* YOUR INSTRUCTIONS:
Search the data for the word "issue". Reproduce every line where it is found.

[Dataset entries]
// © 2024-2025 ElementalAlchemist and the Dainsleif Mains Development Team
//
// This Source Code Form is subject to the terms of the Mozilla Public
// License, v. 2.0. If a copy of the MPL was not distributed with this
// file, You can obtain one at https://mozilla.org/MPL/2.0/.

use super::api::SupportApi;
use super::model::CreatedTicket;
use leptos::logging::warn;

pub const EMPTY_DESCRIPTION_ERROR: &str = "Please enter your issue.";
pub const CREATE_FAILED_ERROR: &str = "Could not create ticket.";

#[derive(Clone, Debug, Eq, PartialEq)]
pub enum TicketOutcome {
	Created(CreatedTicket),
	Failed,
}

/// An issue description on its way to the backend
#[derive(Clone, Debug, Eq, PartialEq)]
pub struct TicketSubmission {
	user_query: String,
}

impl TicketSubmission {
	pub fn user_query(&self) -> &str {
		&self.user_query
	}

	pub async fn dispatch<A: SupportApi + ?Sized>(&self, api: &A) -> TicketOutcome {
		match api.create_ticket(self.user_query.clone()).await {
			Ok(ticket) => TicketOutcome::Created(ticket),
			Err(error) => {
				warn!("Ticket creation failed: {}", error);
				TicketOutcome::Failed
			}
		}
	}
}

/// State of the "raise a ticket" form
#[derive(Clone, Debug, Default, Eq, PartialEq)]
pub struct TicketForm {
	description: String,
	ticket: Option<CreatedTicket>,
	error: Option<String>,
	submitting: bool,
}

impl TicketForm {
	pub fn description(&self) -> &str {
		&self.description
	}

	pub fn set_description(&mut self, description: String) {
		self.description = description;
	}

	/// The ticket created by the last successful submission. Once set, the form no longer accepts edits.
	pub fn ticket(&self) -> Option<&CreatedTicket> {
		self.ticket.as_ref()
	}

	pub fn error(&self) -> Option<&str> {
		self.error.as_deref()
	}

	pub fn is_submitting(&self) -> bool {
		self.submitting
	}

	/// Validates the description and, if it's usable, marks the form as submitting.
	///
	/// Returns `None` without touching the network when the description is blank (setting a
	/// validation error), when a submission is already in flight, or when a ticket was already created.
	pub fn begin_submit(&mut self) -> Option<TicketSubmission> {
		if self.ticket.is_some() || self.submitting {
			return None;
		}
		if self.description.trim().is_empty() {
			self.error = Some(String::from(EMPTY_DESCRIPTION_ERROR));
			return None;
		}

		self.submitting = true;
		Some(TicketSubmission {
			user_query: self.description.clone(),
		})
	}

	pub fn finish(&mut self, outcome: TicketOutcome) {
		self.submitting = false;
		match outcome {
			TicketOutcome::Created(ticket) => {
				self.ticket = Some(ticket);
				self.error = None;
			}
			TicketOutcome::Failed => self.error = Some(String::from(CREATE_FAILED_ERROR)),
		}
	}

	/// Returns the form to its empty, editable state
	pub fn reset(&mut self) {
		*self = Self::default();
	}
}

#[cfg(test)]
mod tests {
	use super::*;
	use crate::support::fake_api::FakeSupportApi;

	fn created(ticket_number: &str) -> CreatedTicket {
		CreatedTicket {
			ticket_number: String::from(ticket_number),
			message: Some(String::from("Ticket created successfully!")),
		}
	}

	#[test]
	fn blank_description_sets_error_without_submitting() {
		let mut form = TicketForm::default();
		form.set_description(String::from(" \n "));

		assert!(form.begin_submit().is_none());
		assert_eq!(form.error(), Some(EMPTY_DESCRIPTION_ERROR));
		assert!(form.ticket().is_none());
		assert!(!form.is_submitting());
	}

	#[tokio::test]
	async fn successful_submission_shows_ticket_and_clears_error() {
		let api = FakeSupportApi {
			created_ticket: Some(created("TKT00000001")),
			..Default::default()
		};
		let mut form = TicketForm::default();
		assert!(form.begin_submit().is_none());

		form.set_description(String::from("  My printer is on fire  "));
		let submission = form.begin_submit().unwrap();
		assert_eq!(submission.user_query(), "  My printer is on fire  ");
		form.finish(submission.dispatch(&api).await);

		assert_eq!(api.call_log(), vec![String::from("create_ticket:  My printer is on fire  ")]);
		assert_eq!(form.ticket().map(|ticket| ticket.ticket_number.as_str()), Some("TKT00000001"));
		assert_eq!(form.error(), None);
		assert!(!form.is_submitting());
	}

	#[tokio::test]
	async fn failed_submission_keeps_form_editable() {
		let api = FakeSupportApi::default();
		let mut form = TicketForm::default();
		form.set_description(String::from("Cannot log in"));

		let submission = form.begin_submit().unwrap();
		form.finish(submission.dispatch(&api).await);

		assert_eq!(form.error(), Some(CREATE_FAILED_ERROR));
		assert!(form.ticket().is_none());
		assert_eq!(form.description(), "Cannot log in");
		assert!(form.begin_submit().is_some());
	}

	#[test]
	fn no_double_submission_while_in_flight() {
		let mut form = TicketForm::default();
		form.set_description(String::from("Cannot log in"));

		assert!(form.begin_submit().is_some());
		assert!(form.begin_submit().is_none());
		assert!(form.is_submitting());
	}

	#[test]
	fn created_ticket_locks_the_form_until_reset() {
		let mut form = TicketForm::default();
		form.set_description(String::from("Cannot log in"));
		form.begin_submit().unwrap();
		form.finish(TicketOutcome::Created(created("TKTABCDEFGH")));

		assert!(form.begin_submit().is_none());

		form.reset();
		assert_eq!(form, TicketForm::default());
	}
}
// © 2024-2025 ElementalAlchemist and the Dainsleif Mains Development Team
//
// This Source Code Form is subject to the terms of the Mozilla Public
// License, v. 2.0. If a copy of the MPL was not distributed with this
// file, You can obtain one at https://mozilla.org/MPL/2.0/.

pub mod error;
pub mod not_found;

* REPLY TO THE TASK:
pub const EMPTY_DESCRIPTION_ERROR: &str = "Please enter your issue.";
/// An issue description on its way to the backend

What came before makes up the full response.